* WHAT YOU ARE ASKED TO DO *
Your answer should be every line of the records that contains the word "Debug", copied as it stands.

(Stored data entries)
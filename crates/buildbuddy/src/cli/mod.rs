//! CLI definition and command handling

pub mod commands;
pub mod output;

use clap::{Parser, Subcommand};

use commands::{BuildCommand, CleanCommand, PlanCommand};

/// buildbuddy - incremental build tool
#[derive(Debug, Parser)]
#[command(name = "buildbuddy")]
#[command(author, version, about, long_about = None)]
#[command(propagate_version = true)]
pub struct Cli {
    /// Enable verbose output
    #[arg(short, long, global = true)]
    pub verbose: bool,

    /// Suppress output except errors
    #[arg(short, long, global = true)]
    pub quiet: bool,

    /// Output format
    #[arg(long, global = true, default_value = "text")]
    pub format: OutputFormat,

    /// Working directory
    #[arg(short = 'C', long, global = true)]
    pub directory: Option<std::path::PathBuf>,

    #[command(subcommand)]
    pub command: Commands,
}

/// Output format for CLI
#[derive(Debug, Clone, Copy, Default, PartialEq, Eq, clap::ValueEnum)]
pub enum OutputFormat {
    /// Human-readable text output
    #[default]
    Text,
    /// JSON output
    Json,
}

/// Available commands
#[derive(Debug, Subcommand)]
pub enum Commands {
    /// Run the build, skipping steps whose inputs are unchanged
    Build(BuildCommand),

    /// Remove persisted step state
    Clean(CleanCommand),

    /// Show the registered steps and their dependencies
    Plan(PlanCommand),
}

impl Cli {
    /// Execute the CLI command
    pub fn execute(&self) -> anyhow::Result<()> {
        // Change to specified directory if provided
        if let Some(dir) = &self.directory {
            std::env::set_current_dir(dir)?;
        }

        match &self.command {
            Commands::Build(cmd) => cmd.execute(self),
            Commands::Clean(cmd) => cmd.execute(self),
            Commands::Plan(cmd) => cmd.execute(self),
        }
    }
}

* TASK RESULT *
#[derive(Debug, Parser)]
#[derive(Debug, Clone, Copy, Default, PartialEq, Eq, clap::ValueEnum)]
#[derive(Debug, Subcommand)]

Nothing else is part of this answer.